Inspired by the European sculptors that he read about, Trethewey decided to switch from wood carving to become a monumental mason. With the end of World War I, the need for memorials arose. Trethewey produced 'The Bomb Thrower', in the hope that a local community would buy it as a memorial. It was a highly realistic sculpture of an Anzac soldier about to throw a grenade, with a strained face and a ripped shirt. It did not meet the public's expectation, as most people had an idealistic view of the war. He submitted the sculpture to the annual Canterbury Society of Arts exhibition in 1919 and the piece aroused great interest. The society purchased the sculpture, but lost it.

His first commission was a St Andrew's Cross for Elmwood Normal School in the Christchurch suburb of Merivale. It was a memorial for the 154 former Elmwood pupils who had served in the war, and it was unveiled by the Minister of Education, James Parr, on 26 February 1921.

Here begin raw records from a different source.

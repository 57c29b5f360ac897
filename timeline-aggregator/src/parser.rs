use crate::feed_utils::avatar;
use crate::traits::ItemFilter;
use crate::types::{
    AccountInfo, AggregatedResult, Author, NormalizedItem, RawFeedItem, RawFeedPayload, Source,
    SourceStatus, DEFAULT_REPLY_MARKER,
};
use tracing::{debug, info};

/// Drops items whose rendered content carries the gateway's reply marker.
///
/// The marker is an undocumented rendering convention of the gateway, so it
/// is configurable rather than baked in.
pub struct ReplyMarkerFilter {
    marker: String,
}

impl ReplyMarkerFilter {
    pub fn new(marker: impl Into<String>) -> Self {
        Self { marker: marker.into() }
    }
}

impl Default for ReplyMarkerFilter {
    fn default() -> Self {
        Self::new(DEFAULT_REPLY_MARKER)
    }
}

impl ItemFilter for ReplyMarkerFilter {
    fn keep(&self, item: &RawFeedItem) -> bool {
        !item.content_markup.contains(&self.marker)
    }

    fn filter_name(&self) -> String {
        format!("reply marker {:?}", self.marker)
    }
}

pub struct FeedNormalizer {
    filter: Box<dyn ItemFilter>,
    full_size_avatars: bool,
}

impl FeedNormalizer {
    pub fn new(filter: Box<dyn ItemFilter>) -> Self {
        Self {
            filter,
            full_size_avatars: false,
        }
    }

    pub fn with_full_size_avatars(mut self, enabled: bool) -> Self {
        self.full_size_avatars = enabled;
        self
    }

    /// Turn one source's payload into its sidebar entry and timeline items.
    /// Item order is the gateway's order.
    pub fn normalize(&self, source: &Source, payload: RawFeedPayload) -> AggregatedResult {
        let identifier = source.identifier();
        let total = payload.items.len();

        // Used when every item is filtered out.
        let first_author = payload
            .items
            .iter()
            .find_map(|item| item.authors.first())
            .cloned();

        let kept: Vec<RawFeedItem> = payload
            .items
            .into_iter()
            .filter(|item| {
                let keep = self.filter.keep(item);
                if !keep {
                    debug!("Dropping {} from {}: {}", item.id, identifier, self.filter.filter_name());
                }
                keep
            })
            .collect();

        let account_author = kept
            .iter()
            .find_map(|item| item.authors.first())
            .cloned()
            .or(first_author)
            .map(|author| self.shape_author(author));

        let items: Vec<NormalizedItem> = kept
            .into_iter()
            .map(|item| self.shape_item(identifier, item))
            .collect();

        info!("Normalized {}: kept {}/{} items", identifier, items.len(), total);

        let account_info = match source {
            Source::List {
                key,
                display_name,
                avatar,
                ..
            } => AccountInfo {
                identifier: key.clone(),
                kind: source.kind(),
                display_name: display_name.clone(),
                avatar_url: avatar.clone(),
                status: SourceStatus::Loaded,
            },
            Source::User { username } => {
                AccountInfo {
                    identifier: username.clone(),
                    kind: source.kind(),
                    display_name: account_author.as_ref().map(|author| author.name.clone()),
                    avatar_url: account_author.map(|author| author.avatar_url),
                    status: SourceStatus::Loaded,
                }
            }
        };

        AggregatedResult { account_info, items }
    }

    // Secondary authors are discarded; feeds are single-author per item.
    // Authorless items keep an empty author.
    fn shape_item(&self, identifier: &str, item: RawFeedItem) -> NormalizedItem {
        let author = item.authors.into_iter().next().unwrap_or_else(|| {
            debug!("Item {} from {} has no author", item.id, identifier);
            Author::default()
        });

        NormalizedItem {
            id: item.id,
            url: item.url,
            published_at: item.published_at,
            content_markup: item.content_markup,
            author: self.shape_author(author),
        }
    }

    fn shape_author(&self, mut author: Author) -> Author {
        if self.full_size_avatars {
            author.avatar_url = avatar::full_size(&author.avatar_url);
        }
        author
    }
}

impl Default for FeedNormalizer {
    fn default() -> Self {
        Self::new(Box::new(ReplyMarkerFilter::default()))
    }
}
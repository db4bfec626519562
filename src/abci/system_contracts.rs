/*
    Copyright © 2024, ParallelChain Lab
    Licensed under the Apache License, Version 2.0: http://www.apache.org/licenses/LICENSE-2.0
*/

//! The data contracts `InitChain` registers, and the identities owning them.

use std::collections::BTreeMap;

use crate::{
    config::{SystemContractConfiguration, SystemContractsConfiguration},
    masternodes::reward_shares::REWARD_SHARE_DOCUMENT_TYPE,
    types::platform_state::{
        DataContract, Identity, IdentityPublicKey, KeyType, Purpose, SecurityLevel,
    },
};

pub const UPDATE_CONSENSUS_PARAMS_DOCUMENT_TYPE: &str = "updateConsensusParams";

const OBJECT_SCHEMA: &str = r#"{"type":"object","additionalProperties":true}"#;

pub struct SystemContract {
    pub owner: Identity,
    pub data_contract: DataContract,
}

/// Feature flags, DPNS, masternode reward shares and DashPay, in the order they are registered.
pub fn system_contracts(configuration: &SystemContractsConfiguration) -> Vec<SystemContract> {
    vec![
        system_contract(
            &configuration.feature_flags,
            &[UPDATE_CONSENSUS_PARAMS_DOCUMENT_TYPE],
        ),
        system_contract(&configuration.dpns, &["domain", "preorder"]),
        system_contract(
            &configuration.masternode_reward_shares,
            &[REWARD_SHARE_DOCUMENT_TYPE],
        ),
        system_contract(
            &configuration.dashpay,
            &["profile", "contactInfo", "contactRequest"],
        ),
    ]
}

fn system_contract(
    configuration: &SystemContractConfiguration,
    document_types: &[&str],
) -> SystemContract {
    let owner = Identity::new(
        configuration.owner_id,
        vec![IdentityPublicKey {
            id: 0,
            key_type: KeyType::EcdsaSecp256k1,
            purpose: Purpose::Authentication,
            security_level: SecurityLevel::Master,
            data: configuration.owner_public_key.clone(),
            read_only: false,
            disabled_at: None,
        }],
    );
    let document_schemas: BTreeMap<String, String> = document_types
        .iter()
        .map(|document_type| (document_type.to_string(), OBJECT_SCHEMA.to_string()))
        .collect();

    SystemContract {
        owner,
        data_contract: DataContract {
            id: configuration.contract_id,
            owner_id: configuration.owner_id,
            version: 1,
            document_schemas,
        },
    }
}
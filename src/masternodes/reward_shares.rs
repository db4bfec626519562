/*
    Copyright © 2024, ParallelChain Lab
    Licensed under the Apache License, Version 2.0: http://www.apache.org/licenses/LICENSE-2.0
*/

//! `rewardShare` documents of the masternode reward shares contract.
//!
//! A reward share document is owned by a masternode identity and pays `percentage` basis points of its
//! rewards to the identity `payToId`. Drive creates one for the operator of every masternode with a
//! non-zero operator reward.

use std::collections::BTreeMap;

use crate::types::{
    crypto_primitives::sha256,
    data_types::{Identifier, Timestamp},
    platform_state::{Document, Value},
};

pub const REWARD_SHARE_DOCUMENT_TYPE: &str = "rewardShare";

pub const PAY_TO_ID_PROPERTY: &str = "payToId";

pub const PERCENTAGE_PROPERTY: &str = "percentage";

/// Maximum number of reward shares a single masternode may own.
pub const MAX_REWARD_SHARES: usize = 16;

pub fn reward_share_document_id(masternode_id: &Identifier, pay_to_id: &Identifier) -> Identifier {
    sha256(&[masternode_id.as_slice(), pay_to_id.as_slice()]).into()
}

pub fn reward_share_document(
    data_contract_id: &Identifier,
    masternode_id: &Identifier,
    pay_to_id: &Identifier,
    percentage: u16,
    created_at: Timestamp,
) -> Document {
    let mut properties = BTreeMap::new();
    properties.insert(PAY_TO_ID_PROPERTY.to_string(), Value::Identifier(*pay_to_id));
    properties.insert(PERCENTAGE_PROPERTY.to_string(), Value::U64(percentage as u64));

    Document {
        id: reward_share_document_id(masternode_id, pay_to_id),
        data_contract_id: *data_contract_id,
        document_type: REWARD_SHARE_DOCUMENT_TYPE.to_string(),
        owner_id: *masternode_id,
        revision: 1,
        created_at: Some(created_at),
        properties,
    }
}

/// The identity a reward share document pays to.
pub fn pay_to_id(document: &Document) -> Option<&Identifier> {
    document
        .property(PAY_TO_ID_PROPERTY)
        .and_then(Value::as_identifier)
}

Most war memorials were imported mass-produced carvings. Trethewey received only one more commission for a war memorial in those years, from the community in Kaiapoi. The resulting work was a digger on a base which had been prepared by his then business partner Daniel Berry. At the time, the sculpture was judged to personify the Anzac spirit, and the mayor held an enthusiastic speech at the unveiling on 26 April 1922.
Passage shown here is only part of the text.